# HUGE problem with Stahl's Gorilla Grip Pre Cut Numbers



## Litosway (Jun 13, 2010)

WOuld truly like your input regarding Stahl's Gorilla Grip pre cut numbers. We are a sportswear manufacturer and sell to many volleyball teams in Florida. We are having a very large percentage of customers complaining that the stahl's gorilla grip pre cut vinyl numbers we have pressed on to the spandex volleyball jerseys we produce, are falling off after one wash. We have done everything by the book (temp at 330 FH, pre heat garment, etc., etc..), and the problem continues. I am beginning to thing we were sold bad product, or there is something in the humidity that is causing the numbers not to stick. 

Has anyone else had this issue recently? Any other vendors you can recommend? Stahl's also has made numerous mistakes on our orders, shipping late, shipping incorrect product, etc...

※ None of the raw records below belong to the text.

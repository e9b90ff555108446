/// What the controls bar asks the display engine to do this frame.
#[derive(Debug, Clone, PartialEq)]
pub enum ControlAction {
    Start,
    Stop,
    Reset,
    /// Raw text from the visible-count input; validated by the window.
    SetVisibleCount(String),
}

Not here venting on Stahl's , but rather looking for solutions (desperately). Truly appreciate your honest comments!


----------



## Nick Horvath (Feb 26, 2010)

First of all, I would like to apologize for the inconvenience that these issues have caused. I would like to focus on your GGII issues that you are having. While there is a wide range of successfully applying this product, we recommend:
Remove Pink liner.
320F, 2 second tack, light pressure (#2 on Hotronix).
Peel carrier off when cold.
Reseal with cover sheet for 10 seconds.

Falling off after one wash is unusual.
Are you heat applying around any buttons, seams, etc? If so are you using a Teflon Pillow or Print Perfect Pad? Not doing so will create an uneven pressure resulting in product failure.

Any telltail signs? Is there adhesive being left on the jersey, or is the GGII coming clean off?

We would also be willing to receive a sample jersey to test GGII on in the case that the above comments do not apply to you.

Please let us know.

Best Regards.


----------



## Litosway (Jun 13, 2010)

Thanks for your note, but what you are suggesting is exactly what we have been doing. Is there anything we need to know about where to store the product? Is humidity a factor? Can humidity ruin the numbers? Have you guys had any problems with this product or is mine an isolated case? We work on spandex jerseys for girls volleyball, and as i said, an incredible % of our production is having the same issue of numbers coming off.


----------



## Nick Horvath (Feb 26, 2010)

We have not had any recent reports on GGII failing in the wash.

Humidity can be a factor, but only if stored for a lengthy amount of time, not if it just shipped to you.

We recommend storing in a cool dry place and not keeping for more then one year.

So you did use a pillow?

Any telltail signs? Is there adhesive being left on the jersey, or is the GGII coming clean off?

Are you able to send a jersey in?


----------



## mstrait (Feb 23, 2011)

I have also had problems with GGII coming off. I just did some softball jerseys and after one wash I started receiving phone calls. This is the first time I have used GGII and am wondering if it is because of layering. Only the top layer is reported to be coming off. My background color is metallic silver and the foreground cover is white. Please help me to find a white foreground that would be compatible with the GGII metallic silver background.


----------



## Macsshirtsandmor (Apr 3, 2013)

I quit using Stahls numbers LONG ago. Transfer express #'s are the only way to go


----------



## dazzabling (Sep 21, 2011)

*Re: Re: HUGE problem with Stahl's Gorilla Grip Pre Cut Numbers*



Macsshirtsandmor said:


> I quit using Stahls numbers LONG ago. Transfer express #'s are the only way to go


Transfer Express and Stahls are the same company

Sent from my KFTT using T-Shirt Forums


----------



## Macsshirtsandmor (Apr 3, 2013)

I know that. But a totally different number that does not come off, who wants that crappy plastic number these days? Not any of my customers.


----------



## Nick Horvath (Feb 26, 2010)

mstrait said:


> I have also had problems with GGII coming off. I just did some softball jerseys and after one wash I started receiving phone calls. This is the first time I have used GGII and am wondering if it is because of layering. Only the top layer is reported to be coming off. My background color is metallic silver and the foreground cover is white. Please help me to find a white foreground that would be compatible with the GGII metallic silver background.


Hello,

Unfortunately, the Metallics and Vegas Gold in GGII cannot be used as a background for a two color.

I usually recommend reversing the colors (metallic on top of another color) instead.

Thank you,

Nick


----------



## DigitalMayhem (Aug 4, 2007)

The problem didnt show up in any of your wash tests? 

Sent from my LTEvo.


----------